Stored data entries
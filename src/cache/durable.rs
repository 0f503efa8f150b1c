//! Durable Tier Module
//!
//! The authoritative tier. Wraps a [`DurableStore`], serializes payloads to
//! JSON strings on write, parses them back on read and tracks hit counts.

use std::sync::Arc;

use serde_json::Value;
use tracing::{debug, warn};

use crate::cache::entry::current_timestamp_ms;
use crate::cache::keys::user_prefix;
use crate::cache::store::{DurableStore, StoredRow};
use crate::cache::CacheEntry;
use crate::error::Result;

// == Durable Tier ==
/// Persistent cache tier holding JSON payloads.
#[derive(Clone)]
pub struct DurableTier {
    store: Arc<dyn DurableStore>,
}

impl DurableTier {
    // == Constructor ==
    pub fn new(store: Arc<dyn DurableStore>) -> Self {
        Self { store }
    }

    /// Verifies the underlying store is reachable.
    pub async fn ping(&self) -> Result<()> {
        self.store.ping().await
    }

    // == Get ==
    /// Reads a live entry and records the hit.
    ///
    /// Expired rows and rows whose payload cannot be parsed are deleted and
    /// reported as absent. The hit is applied atomically to the row stored at
    /// that moment, and that row is what gets returned: a row deleted or
    /// replaced while this read was in flight stays deleted or replaced. A
    /// failure to persist the hit is logged and does not affect the result.
    pub async fn get(&self, key: &str) -> Result<Option<CacheEntry<Value>>> {
        let Some(row) = self.store.get(key).await? else {
            return Ok(None);
        };

        let Some(mut entry) = self.live_entry(key, row).await else {
            return Ok(None);
        };

        match self.store.record_hit(key, current_timestamp_ms()).await {
            Ok(Some(current)) => Ok(self.live_entry(key, current).await),
            Ok(None) => {
                debug!(key = %key, "Durable entry removed during read");
                Ok(None)
            }
            Err(err) => {
                warn!(key = %key, error = %err, "Failed to persist hit count");
                entry.record_hit();
                Ok(Some(entry))
            }
        }
    }

    /// Records a hit served by another tier against the durable row.
    ///
    /// Returns false if the row no longer exists.
    pub async fn record_hit(&self, key: &str) -> Result<bool> {
        Ok(self
            .store
            .record_hit(key, current_timestamp_ms())
            .await?
            .is_some())
    }

    // == Set ==
    /// Persists an entry, replacing any previous row for the key.
    pub async fn set(&self, entry: &CacheEntry<Value>) -> Result<()> {
        self.store.set(&entry_to_row(entry)?).await
    }

    pub async fn delete(&self, key: &str) -> Result<bool> {
        self.store.delete(key).await
    }

    pub async fn delete_by_pattern(&self, pattern: &str) -> Result<usize> {
        self.store.delete_by_pattern(pattern).await
    }

    pub async fn delete_expired(&self) -> Result<usize> {
        self.store.delete_expired(current_timestamp_ms()).await
    }

    pub async fn clear(&self) -> Result<()> {
        self.store.clear().await
    }

    // == User Keys ==
    /// Returns every key in the namespace of `user_id`.
    pub async fn get_keys_for_user(&self, user_id: &str) -> Result<Vec<String>> {
        self.store.keys_with_prefix(&user_prefix(user_id)).await
    }

    // == Most Frequently Used ==
    /// Returns up to `limit` entries ordered by hit count, highest first.
    ///
    /// Rows that cannot be parsed are skipped. Expiry is not checked.
    pub async fn get_most_frequently_used(&self, limit: usize) -> Result<Vec<CacheEntry<Value>>> {
        let rows = self.store.most_frequently_used(limit).await?;

        Ok(rows
            .into_iter()
            .filter_map(|row| {
                let key = row.key.clone();
                row_to_entry(row)
                    .map_err(|err| warn!(key = %key, error = %err, "Skipping unparseable entry"))
                    .ok()
            })
            .collect())
    }

    /// Parses a row, dropping it if it has expired or cannot be parsed.
    async fn live_entry(&self, key: &str, row: StoredRow) -> Option<CacheEntry<Value>> {
        if row.expires_at <= current_timestamp_ms() {
            debug!(key = %key, "Durable entry expired");
            self.drop_row(key).await;
            return None;
        }

        match row_to_entry(row) {
            Ok(entry) => Some(entry),
            Err(err) => {
                warn!(key = %key, error = %err, "Dropping unparseable durable entry");
                self.drop_row(key).await;
                None
            }
        }
    }

    async fn drop_row(&self, key: &str) {
        if let Err(err) = self.store.delete(key).await {
            warn!(key = %key, error = %err, "Failed to delete durable entry");
        }
    }
}

fn entry_to_row(entry: &CacheEntry<Value>) -> Result<StoredRow> {
    Ok(StoredRow {
        key: entry.key.clone(),
        data: serde_json::to_string(&entry.data)?,
        timestamp: entry.created_at,
        expires_at: entry.expires_at,
        ttl: entry.ttl_ms,
        hit_count: entry.hit_count,
        last_accessed: entry.last_accessed,
    })
}

fn row_to_entry(row: StoredRow) -> Result<CacheEntry<Value>> {
    let data: Value = serde_json::from_str(&row.data)?;

    Ok(CacheEntry {
        key: row.key,
        data,
        created_at: row.timestamp,
        ttl_ms: row.ttl,
        expires_at: row.timestamp.saturating_add(row.ttl),
        hit_count: row.hit_count,
        last_accessed: row.last_accessed,
    })
}

// == Unit Tests ==
#[cfg(test)]
mod tests {
    use super::*;
    use crate::cache::SledStore;
    use serde_json::json;
    use std::time::Duration;

    fn tier() -> (DurableTier, Arc<SledStore>) {
        let store = Arc::new(SledStore::temporary().unwrap());
        (DurableTier::new(store.clone()), store)
    }

    #[tokio::test]
    async fn test_set_and_get() {
        let (tier, _) = tier();
        let entry = CacheEntry::new("k", json!({"v": 1}), Duration::from_secs(60));
        tier.set(&entry).await.unwrap();

        let read = tier.get("k").await.unwrap().unwrap();
        assert_eq!(read.data, json!({"v": 1}));
        assert_eq!(read.expires_at, entry.expires_at);
    }

    #[tokio::test]
    async fn test_get_increments_hit_count() {
        let (tier, store) = tier();
        let entry = CacheEntry::new("k", json!(1), Duration::from_secs(60));
        tier.set(&entry).await.unwrap();

        tier.get("k").await.unwrap();
        let second = tier.get("k").await.unwrap().unwrap();

        assert_eq!(second.hit_count, 2);
        assert_eq!(store.get("k").await.unwrap().unwrap().hit_count, 2);
    }

    #[tokio::test]
    async fn test_record_hit_only_touches_existing_rows() {
        let (tier, store) = tier();
        tier.set(&CacheEntry::new("k", json!(1), Duration::from_secs(60)))
            .await
            .unwrap();

        assert!(tier.record_hit("k").await.unwrap());
        assert_eq!(store.get("k").await.unwrap().unwrap().hit_count, 1);

        tier.delete("k").await.unwrap();
        assert!(!tier.record_hit("k").await.unwrap());
        assert!(store.get("k").await.unwrap().is_none());
    }

    #[tokio::test]
    async fn test_expired_entry_is_absent_and_removed() {
        let (tier, store) = tier();
        let entry = CacheEntry::new("k", json!(1), Duration::from_millis(20));
        tier.set(&entry).await.unwrap();
        tokio::time::sleep(Duration::from_millis(40)).await;

        assert!(tier.get("k").await.unwrap().is_none());
        assert!(store.get("k").await.unwrap().is_none());
    }

    #[tokio::test]
    async fn test_poisoned_payload_is_dropped() {
        let (tier, store) = tier();
        store
            .set(&StoredRow {
                key: "bad".into(),
                data: "{not json".into(),
                timestamp: current_timestamp_ms(),
                expires_at: u64::MAX,
                ttl: u64::MAX,
                hit_count: 0,
                last_accessed: 0,
            })
            .await
            .unwrap();

        assert!(tier.get("bad").await.unwrap().is_none());
        assert!(store.get("bad").await.unwrap().is_none());
    }

    #[tokio::test]
    async fn test_get_keys_for_user() {
        let (tier, _) = tier();
        let ttl = Duration::from_secs(60);
        tier.set(&CacheEntry::new("user:7:a", json!(1), ttl)).await.unwrap();
        tier.set(&CacheEntry::new("user:7:b", json!(2), ttl)).await.unwrap();
        tier.set(&CacheEntry::new("user:70:c", json!(3), ttl)).await.unwrap();

        let mut keys = tier.get_keys_for_user("7").await.unwrap();
        keys.sort();
        assert_eq!(keys, vec!["user:7:a".to_string(), "user:7:b".to_string()]);
    }

    #[tokio::test]
    async fn test_most_frequently_used_order() {
        let (tier, _) = tier();
        let ttl = Duration::from_secs(60);
        for (key, hits) in [("a", 1u64), ("b", 5), ("c", 3)] {
            let mut entry = CacheEntry::new(key, json!(key), ttl);
            entry.hit_count = hits;
            tier.set(&entry).await.unwrap();
        }

        let top = tier.get_most_frequently_used(2).await.unwrap();
        let keys: Vec<&str> = top.iter().map(|e| e.key.as_str()).collect();
        assert_eq!(keys, vec!["b", "c"]);
    }
}
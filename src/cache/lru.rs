//! LRU Tracker Module
//!
//! Implements Least Recently Used tracking for volatile tier eviction.

use std::collections::{BTreeMap, HashMap};

// == LRU Tracker ==
/// Tracks access order for LRU eviction.
///
/// Every touch stamps the key with a monotonically increasing tick. The
/// `order` map is keyed by tick, so its first entry is always the least
/// recently used key. Touch, remove and evict are O(log n).
#[derive(Debug, Default)]
pub struct LruTracker {
    /// Tick of the last access per key
    ticks: HashMap<String, u64>,
    /// Keys ordered by last access tick (oldest first)
    order: BTreeMap<u64, String>,
    /// Next tick to hand out
    next_tick: u64,
}

impl LruTracker {
    // == Constructor ==
    /// Creates a new empty LRU tracker.
    pub fn new() -> Self {
        Self::default()
    }

    // == Touch ==
    /// Marks a key as most recently used.
    pub fn touch(&mut self, key: &str) {
        let tick = self.next_tick;
        self.next_tick += 1;

        if let Some(previous) = self.ticks.insert(key.to_string(), tick) {
            self.order.remove(&previous);
        }
        self.order.insert(tick, key.to_string());
    }

    // == Remove ==
    /// Stops tracking a key.
    pub fn remove(&mut self, key: &str) {
        if let Some(tick) = self.ticks.remove(key) {
            self.order.remove(&tick);
        }
    }

    // == Evict Oldest ==
    /// Returns and removes the least recently used key.
    pub fn evict_oldest(&mut self) -> Option<String> {
        let (_, key) = self.order.pop_first()?;
        self.ticks.remove(&key);
        Some(key)
    }

    // == Peek Oldest ==
    /// Returns the least recently used key without removing it.
    pub fn peek_oldest(&self) -> Option<&String> {
        self.order.values().next()
    }

    /// Forgets every key.
    pub fn clear(&mut self) {
        self.ticks.clear();
        self.order.clear();
    }

    pub fn len(&self) -> usize {
        self.ticks.len()
    }

    pub fn is_empty(&self) -> bool {
        self.ticks.is_empty()
    }

    pub fn contains(&self, key: &str) -> bool {
        self.ticks.contains_key(key)
    }
}

// == Unit Tests ==
#[cfg(test)]
mod tests {
    use super::*;

    #[test]
    fn test_lru_new() {
        let lru = LruTracker::new();
        assert!(lru.is_empty());
        assert_eq!(lru.peek_oldest(), None);
    }

    #[test]
    fn test_lru_touch_existing_key() {
        let mut lru = LruTracker::new();

        lru.touch("key1");
        lru.touch("key2");
        lru.touch("key3");
        lru.touch("key1");

        assert_eq!(lru.len(), 3);
        assert_eq!(lru.peek_oldest(), Some(&"key2".to_string()));
    }

    #[test]
    fn test_lru_evict_order_after_touches() {
        let mut lru = LruTracker::new();

        lru.touch("a");
        lru.touch("b");
        lru.touch("c");
        lru.touch("a");
        lru.touch("c");
        lru.touch("b");

        assert_eq!(lru.evict_oldest(), Some("a".to_string()));
        assert_eq!(lru.evict_oldest(), Some("c".to_string()));
        assert_eq!(lru.evict_oldest(), Some("b".to_string()));
        assert_eq!(lru.evict_oldest(), None);
    }

    #[test]
    fn test_lru_remove() {
        let mut lru = LruTracker::new();

        lru.touch("key1");
        lru.touch("key2");
        lru.remove("key1");
        lru.remove("nonexistent");

        assert_eq!(lru.len(), 1);
        assert!(!lru.contains("key1"));
        assert_eq!(lru.evict_oldest(), Some("key2".to_string()));
    }

    #[test]
    fn test_lru_touch_same_key_multiple_times() {
        let mut lru = LruTracker::new();

        lru.touch("key1");
        lru.touch("key1");
        lru.touch("key1");

        assert_eq!(lru.len(), 1);
        assert_eq!(lru.evict_oldest(), Some("key1".to_string()));
        assert!(lru.is_empty());
    }

    #[test]
    fn test_lru_clear() {
        let mut lru = LruTracker::new();
        lru.touch("a");
        lru.touch("b");
        lru.clear();

        assert!(lru.is_empty());
        assert_eq!(lru.evict_oldest(), None);
    }
}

→ **WHAT THIS TASK INVOLVES**
Beginning with the first line above, could you copy every line exactly, up to and including the one with "no longer exists."?

→ **ANSWER TO THE PROBLEM**
filename src/cache/durable.rs
repository 0f503efa8f150b1c
//! Durable Tier Module
//!
//! The authoritative tier. Wraps a [`DurableStore`], serializes payloads to
//! JSON strings on write, parses them back on read and tracks hit counts.

use std::sync::Arc;

use serde_json::Value;
use tracing::{debug, warn};

use crate::cache::entry::current_timestamp_ms;
use crate::cache::keys::user_prefix;
use crate::cache::store::{DurableStore, StoredRow};
use crate::cache::CacheEntry;
use crate::error::Result;

// == Durable Tier ==
/// Persistent cache tier holding JSON payloads.
#[derive(Clone)]
pub struct DurableTier {
    store: Arc<dyn DurableStore>,
}

impl DurableTier {
    // == Constructor ==
    pub fn new(store: Arc<dyn DurableStore>) -> Self {
        Self { store }
    }

    /// Verifies the underlying store is reachable.
    pub async fn ping(&self) -> Result<()> {
        self.store.ping().await
    }

    // == Get ==
    /// Reads a live entry and records the hit.
    ///
    /// Expired rows and rows whose payload cannot be parsed are deleted and
    /// reported as absent. The hit is applied atomically to the row stored at
    /// that moment, and that row is what gets returned: a row deleted or
    /// replaced while this read was in flight stays deleted or replaced. A
    /// failure to persist the hit is logged and does not affect the result.
    pub async fn get(&self, key: &str) -> Result<Option<CacheEntry<Value>>> {
        let Some(row) = self.store.get(key).await? else {
            return Ok(None);
        };

        let Some(mut entry) = self.live_entry(key, row).await else {
            return Ok(None);
        };

        match self.store.record_hit(key, current_timestamp_ms()).await {
            Ok(Some(current)) => Ok(self.live_entry(key, current).await),
            Ok(None) => {
                debug!(key = %key, "Durable entry removed during read");
                Ok(None)
            }
            Err(err) => {
                warn!(key = %key, error = %err, "Failed to persist hit count");
                entry.record_hit();
                Ok(Some(entry))
            }
        }
    }

    /// Records a hit served by another tier against the durable row.
    ///
    /// Returns false if the row no longer exists.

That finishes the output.